Researchers at the University of Pittsburgh School of Medicine have discovered a fundamental mechanism that controls the body’s response to oxygen limitation and regulates blood vessel disease in the lungs. The results are published in “Scientific translational medicine.”

By analyzing the genomes of more than 20,000 people in the US, France, England and Japan and combining the results with molecular studies in the laboratory, the team discovered a common genetic signature. This may predict a higher risk of small vessel disease in the lungs, called pulmonary hypertension and its most serious form, pulmonary arterial hypertension. These results will influence the development of drug therapies that target the body’s response to oxygen limitation.

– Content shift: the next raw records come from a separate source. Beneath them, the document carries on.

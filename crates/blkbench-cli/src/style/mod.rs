//! Terminal styling for the text report.

use std::sync::atomic::{AtomicBool, Ordering};

mod colors;
mod output;

pub use output::print_report;

static NO_COLOR: AtomicBool = AtomicBool::new(false);

pub fn set_no_color(value: bool) {
    NO_COLOR.store(value, Ordering::SeqCst);
}

/// Checks if colors are disabled.
pub fn no_color() -> bool {
    NO_COLOR.load(Ordering::SeqCst)
}
//! Human-readable report.

use blkbench::Metrics;

use super::colors::SemanticStyle;

const KIB: f64 = 1024.0;
const MIB: f64 = 1024.0 * 1024.0;

/// Prints the text report for a finished run to stdout.
pub fn print_report(metrics: &Metrics) {
    let latency = metrics.latency.summary();
    let assist = if metrics.direct { "direct I/O" } else { "page cache" };

    println!(
        "{} {} {} complete",
        "✓".success(),
        metrics.pattern,
        metrics.operation
    );
    print_labeled("target", &metrics.target.display().code());
    print_labeled("assist", assist);
    print_labeled(
        "block size",
        &format!(
            "{} (sector {} B)",
            format_bytes(metrics.block_size),
            metrics.sector_size
        ),
    );
    print_labeled(
        "transferred",
        &format!(
            "{} in {} operations",
            format_bytes(metrics.bytes_transferred),
            metrics.operations
        ),
    );
    print_labeled(
        "elapsed",
        &format!("{:.3} s", metrics.elapsed.as_secs_f64()),
    );
    print_labeled(
        "throughput",
        &format!("{:.2} MiB/s", metrics.throughput_mib_per_sec()).metric(),
    );
    print_labeled("iops", &format!("{:.0}", metrics.iops()).metric());
    print_labeled(
        "latency",
        &format!(
            "p50 {}  p99 {}  max {}",
            format_ns(latency.p50_ns),
            format_ns(latency.p99_ns),
            format_ns(latency.max_ns)
        ),
    );
}

fn print_labeled(key: &str, value: &str) {
    println!("  {}: {}", key.muted(), value);
}

fn format_bytes(bytes: u64) -> String {
    let b = bytes as f64;
    if b >= MIB {
        format!("{:.1} MiB", b / MIB)
    } else if b >= KIB {
        format!("{:.0} KiB", b / KIB)
    } else {
        format!("{bytes} B")
    }
}

fn format_ns(ns: u64) -> String {
    match ns {
        0..1_000 => format!("{ns} ns"),
        1_000..1_000_000 => format!("{:.1} µs", ns as f64 / 1e3),
        1_000_000..1_000_000_000 => format!("{:.2} ms", ns as f64 / 1e6),
        _ => format!("{:.2} s", ns as f64 / 1e9),
    }
}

“This new level of knowledge will help identify people who may be at higher genetic risk for pulmonary hypertension and improve precision medicine techniques to provide personalized treatment,” said lead author Stephen Chan, a cardiologist at the University of Pennsylvania. Chairman of the Department of Vascular Medicine and Director of the Pittsburgh Institute of Vascular Medicine.

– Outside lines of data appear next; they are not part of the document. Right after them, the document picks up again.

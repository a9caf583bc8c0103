mod card;
mod icons;
mod landing;
mod social;

use leptos::prelude::*;
use leptos_meta::*;
use leptos_router::{components::*, path};

use crate::config::PageConfig;

pub use card::ContentCard;
pub use landing::LandingPage;
pub use social::{SocialIcon, SocialLinks};

pub fn shell(options: LeptosOptions) -> impl IntoView {
    view! {
        <!DOCTYPE html>
        <html lang="pt-BR">
            <head>
                <meta charset="utf-8" />
                <meta name="viewport" content="width=device-width, initial-scale=1" />
                <AutoReload options=options.clone() />
                <HydrationScripts options />
                <meta name="color-scheme" content="dark" />
                <link rel="stylesheet" id="leptos" href="/pkg/link-page.css" />
                <MetaTags />
            </head>
            <body class="bg-[#0d1117] antialiased">
                <App />
            </body>
        </html>
    }
}

#[component]
pub fn App() -> impl IntoView {
    // Provides context that manages stylesheets, titles, meta tags, etc.
    provide_meta_context();

    let config = PageConfig::default();
    let title = config.display_name.clone();
    let description = config.bio.join(" ");

    view! {
        <Title text=title />
        <Meta name="description" content=description />

        <Router>
            <Routes fallback=|| "Page not found.".into_view()>
                <Route
                    path=path!("/")
                    view=move || view! { <LandingPage config=config.clone() /> }
                />
            </Routes>
        </Router>
    }
}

Using a combined approach of genomics and biochemistry, Chan’s lab discovered a pair of genes that play important roles in regulating metabolism and blood vessel disease. This pair of genes included a long non-coding RNA molecule (a messenger that promotes the transformation of the body’s genetic code into protein productss) and protein-binding partner, and their interaction was often active in cells exposed to low levels of oxygen compared to normal cells.

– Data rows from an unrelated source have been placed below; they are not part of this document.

use std::future::Future;
use std::time::Duration;

use http::StatusCode;
use serde::Deserialize;
use thiserror::Error;

pub const DEFAULT_GEO_ENDPOINT: &str = "https://ipwho.is/";

#[derive(Error, Debug, Clone, PartialEq, Eq)]
pub enum GeoError {
    #[error("request failed: {0}")]
    Transport(String),
    #[error("HTTP error! status: {0}")]
    Status(StatusCode),
    #[error("lookup service returned success: false ({0})")]
    Rejected(String),
    #[error("lookup response is missing `{0}`")]
    Incomplete(&'static str),
}

impl From<reqwest::Error> for GeoError {
    fn from(err: reqwest::Error) -> Self {
        GeoError::Transport(err.to_string())
    }
}

#[derive(Debug, Clone, PartialEq, Eq)]
pub struct Location {
    pub city: String,
    pub region_code: String,
}

impl Location {
    pub fn label(&self) -> String {
        format!("{} - {}", self.city, self.region_code)
    }
}

/// Body returned by the ipwho.is lookup service.
#[derive(Deserialize, Debug, Default)]
struct LookupResponse {
    success: bool,
    #[serde(default)]
    message: Option<String>,
    #[serde(default)]
    city: Option<String>,
    #[serde(default)]
    region_code: Option<String>,
}

impl LookupResponse {
    fn into_location(self) -> Result<Location, GeoError> {
        if !self.success {
            return Err(GeoError::Rejected(
                self.message.unwrap_or_else(|| "no message".to_string()),
            ));
        }
        Ok(Location {
            city: self.city.ok_or(GeoError::Incomplete("city"))?,
            region_code: self.region_code.ok_or(GeoError::Incomplete("region_code"))?,
        })
    }
}

/// One attempt at resolving the visitor's approximate location.
#[allow(async_fn_in_trait)]
pub trait LocationSource {
    async fn lookup(&self) -> Result<Location, GeoError>;
}

/// [`LocationSource`] backed by an ipwho.is compatible JSON endpoint.
#[derive(Debug, Clone)]
pub struct IpWhoIs {
    client: reqwest::Client,
    endpoint: String,
}

impl IpWhoIs {
    pub fn new(endpoint: impl Into<String>) -> Self {
        Self {
            client: reqwest::Client::new(),
            endpoint: endpoint.into(),
        }
    }

    pub fn endpoint(&self) -> &str {
        &self.endpoint
    }
}

impl Default for IpWhoIs {
    fn default() -> Self {
        Self::new(DEFAULT_GEO_ENDPOINT)
    }
}

impl LocationSource for IpWhoIs {
    async fn lookup(&self) -> Result<Location, GeoError> {
        let response = self.client.get(&self.endpoint).send().await?;
        let status = response.status();
        if !status.is_success() {
            return Err(GeoError::Status(status));
        }
        let body = response.json::<LookupResponse>().await?;
        body.into_location()
    }
}

#[derive(Debug, Clone, Copy, PartialEq, Eq)]
pub struct RetryPolicy {
    /// Attempts made after the first one fails.
    pub retries: u32,
    pub delay: Duration,
}

impl RetryPolicy {
    pub fn max_attempts(&self) -> u32 {
        self.retries + 1
    }
}

impl Default for RetryPolicy {
    fn default() -> Self {
        Self {
            retries: 2,
            delay: Duration::from_secs(1),
        }
    }
}

/// Query `source` until it succeeds or the policy runs out of retries.
///
/// Attempts are strictly sequential: after a failure `sleep(policy.delay)` is
/// awaited before the next one. The last error is returned once every attempt
/// has failed. Transport and application failures are treated the same way.
pub async fn locate<S, D, F>(source: &S, policy: RetryPolicy, mut sleep: D) -> Result<Location, GeoError>
where
    S: LocationSource,
    D: FnMut(Duration) -> F,
    F: Future<Output = ()>,
{
    let mut remaining = policy.retries;
    loop {
        match source.lookup().await {
            Ok(location) => return Ok(location),
            Err(err) if remaining > 0 => {
                remaining -= 1;
                log::warn!(
                    "location lookup failed, retrying in {:?} ({remaining} retries left): {err}",
                    policy.delay
                );
                sleep(policy.delay).await;
            }
            Err(err) => {
                log::error!("Failed to fetch location: {err}");
                return Err(err);
            }
        }
    }
}

/// What the status line knows about the visitor's location.
#[derive(Debug, Clone, Default, PartialEq, Eq)]
pub enum GeoStatus {
    #[default]
    Pending,
    Located(String),
    Unavailable,
}

impl GeoStatus {
    /// Record the outcome of a lookup.
    ///
    /// A success always wins over an earlier failure; once located the label
    /// never changes again.
    pub fn apply(&mut self, result: Result<Location, GeoError>) {
        if matches!(self, GeoStatus::Located(_)) {
            return;
        }
        *self = match result {
            Ok(location) => GeoStatus::Located(location.label()),
            Err(_) => GeoStatus::Unavailable,
        };
    }

    pub fn label(&self) -> Option<&str> {
        match self {
            GeoStatus::Located(label) => Some(label),
            _ => None,
        }
    }

    pub fn is_unavailable(&self) -> bool {
        matches!(self, GeoStatus::Unavailable)
    }

    pub fn is_settled(&self) -> bool {
        !matches!(self, GeoStatus::Pending)
    }
}

#[cfg(test)]
mod tests {
    use super::*;
    use std::collections::VecDeque;
    use std::sync::atomic::{AtomicUsize, Ordering};
    use std::sync::Mutex;

    use futures::future::{AbortHandle, Abortable, Aborted};

    /// Replays canned results, then keeps failing once the script runs out.
    struct ScriptedSource {
        script: Mutex<VecDeque<Result<Location, GeoError>>>,
        attempts: AtomicUsize,
    }

    impl ScriptedSource {
        fn new(script: Vec<Result<Location, GeoError>>) -> Self {
            Self {
                script: Mutex::new(script.into()),
                attempts: AtomicUsize::new(0),
            }
        }

        fn failing() -> Self {
            Self::new(vec![])
        }

        fn attempts(&self) -> usize {
            self.attempts.load(Ordering::SeqCst)
        }
    }

    impl LocationSource for ScriptedSource {
        async fn lookup(&self) -> Result<Location, GeoError> {
            self.attempts.fetch_add(1, Ordering::SeqCst);
            self.script
                .lock()
                .expect("should be able to lock script")
                .pop_front()
                .unwrap_or_else(|| Err(GeoError::Status(StatusCode::SERVICE_UNAVAILABLE)))
        }
    }

    fn lisbon() -> Location {
        Location {
            city: "Lisbon".to_string(),
            region_code: "11".to_string(),
        }
    }

    #[test]
    fn test_location_label() {
        assert_eq!(lisbon().label(), "Lisbon - 11");
    }

    #[test]
    fn test_lookup_response_parsing() {
        let ok: LookupResponse =
            serde_json::from_str(r#"{"success": true, "city": "Lisbon", "region_code": "11", "ip": "1.2.3.4"}"#)
                .unwrap();
        assert_eq!(ok.into_location(), Ok(lisbon()));

        let rejected: LookupResponse =
            serde_json::from_str(r#"{"success": false, "message": "Reserved range"}"#).unwrap();
        assert_eq!(
            rejected.into_location(),
            Err(GeoError::Rejected("Reserved range".to_string()))
        );

        let missing: LookupResponse =
            serde_json::from_str(r#"{"success": true, "city": "Lisbon"}"#).unwrap();
        assert_eq!(
            missing.into_location(),
            Err(GeoError::Incomplete("region_code"))
        );
    }

    #[tokio::test]
    async fn test_first_attempt_success() {
        let source = ScriptedSource::new(vec![Ok(lisbon())]);
        let mut delays = Vec::new();

        let result = locate(&source, RetryPolicy::default(), |d| {
            delays.push(d);
            async {}
        })
        .await;

        let mut status = GeoStatus::default();
        status.apply(result);
        assert_eq!(status.label(), Some("Lisbon - 11"));
        assert!(!status.is_unavailable());
        assert_eq!(source.attempts(), 1);
        assert!(delays.is_empty());
    }

    #[tokio::test]
    async fn test_all_attempts_fail() {
        let source = ScriptedSource::new(vec![
            Err(GeoError::Rejected("Invalid IP address".to_string())),
            Err(GeoError::Status(StatusCode::INTERNAL_SERVER_ERROR)),
            Err(GeoError::Transport("connection reset".to_string())),
        ]);
        let mut delays = Vec::new();

        let result = locate(&source, RetryPolicy::default(), |d| {
            delays.push(d);
            async {}
        })
        .await;

        assert_eq!(result, Err(GeoError::Transport("connection reset".to_string())));
        assert_eq!(source.attempts(), 3);
        assert_eq!(delays, vec![Duration::from_secs(1); 2]);

        let mut status = GeoStatus::default();
        status.apply(result);
        assert!(status.is_unavailable());
        assert_eq!(status.label(), None);
    }

    #[tokio::test]
    async fn test_fail_once_then_succeed() {
        let source = ScriptedSource::new(vec![
            Err(GeoError::Status(StatusCode::BAD_GATEWAY)),
            Ok(lisbon()),
        ]);
        let mut delays = Vec::new();

        let result = locate(&source, RetryPolicy::default(), |d| {
            delays.push(d);
            async {}
        })
        .await;

        assert_eq!(result, Ok(lisbon()));
        assert_eq!(source.attempts(), 2);
        assert_eq!(delays.len(), 1);
    }

    #[tokio::test]
    async fn test_zero_retries() {
        let source = ScriptedSource::failing();
        let policy = RetryPolicy {
            retries: 0,
            delay: Duration::from_millis(5),
        };

        let result = locate(&source, policy, |_| async {}).await;

        assert!(result.is_err());
        assert_eq!(source.attempts(), 1);
    }

    #[tokio::test(start_paused = true)]
    async fn test_retries_are_spaced_by_delay() {
        let source = ScriptedSource::failing();
        let start = tokio::time::Instant::now();

        let result = locate(&source, RetryPolicy::default(), tokio::time::sleep).await;

        assert!(result.is_err());
        assert_eq!(source.attempts(), 3);
        assert!(start.elapsed() >= Duration::from_secs(2));
        assert!(start.elapsed() < Duration::from_secs(3));
    }

    #[tokio::test(start_paused = true)]
    async fn test_abort_stops_pending_retry() {
        let source = ScriptedSource::failing();
        let (handle, registration) = AbortHandle::new_pair();
        let lookup = Abortable::new(
            locate(&source, RetryPolicy::default(), tokio::time::sleep),
            registration,
        );
        tokio::pin!(lookup);

        // first attempt fails and the routine parks on the retry delay
        assert!(futures::poll!(&mut lookup).is_pending());
        assert_eq!(source.attempts(), 1);

        handle.abort();
        assert_eq!(lookup.await, Err(Aborted));

        tokio::time::advance(Duration::from_secs(5)).await;
        assert_eq!(source.attempts(), 1);
    }

    #[test]
    fn test_status_transitions() {
        let mut status = GeoStatus::default();
        assert!(!status.is_settled());
        assert_eq!(status.label(), None);
        assert!(!status.is_unavailable());

        status.apply(Err(GeoError::Incomplete("city")));
        assert!(status.is_unavailable());

        // a later success clears the failure
        status.apply(Ok(lisbon()));
        assert_eq!(status, GeoStatus::Located("Lisbon - 11".to_string()));

        // located is terminal
        status.apply(Err(GeoError::Transport("late failure".to_string())));
        status.apply(Ok(Location {
            city: "Porto".to_string(),
            region_code: "13".to_string(),
        }));
        assert_eq!(status.label(), Some("Lisbon - 11"));
        assert!(!status.is_unavailable());
    }
}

Taking the results even further, the team found that A change in a single DNA letter that controls the expression of this RNA-protein pair under low-oxygen conditions has been associated with an increased genetic risk of pulmonary hypertension. in different patient populations.

Pulmonary hypertension is almost an orphan disease, and the limited number of patients with pulmonary hypertension makes it difficult to find genetic variations that are rare but still important, Chan said. sufficient impact to overshadow individual differences.

With this in mind, scientists turned to collaborators around the world and to publicly available research datasets such as ‘All of us’ (a national health registry funded by the National Institutes of Health) to ensure that the results are relevant to the world’s diverse population.

Chan hopes his discoveries will stimulate developmenttargeted therapy related to oxygen sensitivity in the lining of blood vessels and that their pending patent application will advance the development of an entirely new field of epigenetic and RNA drug therapies that work not by manipulating the genome, but by changing the way it is read.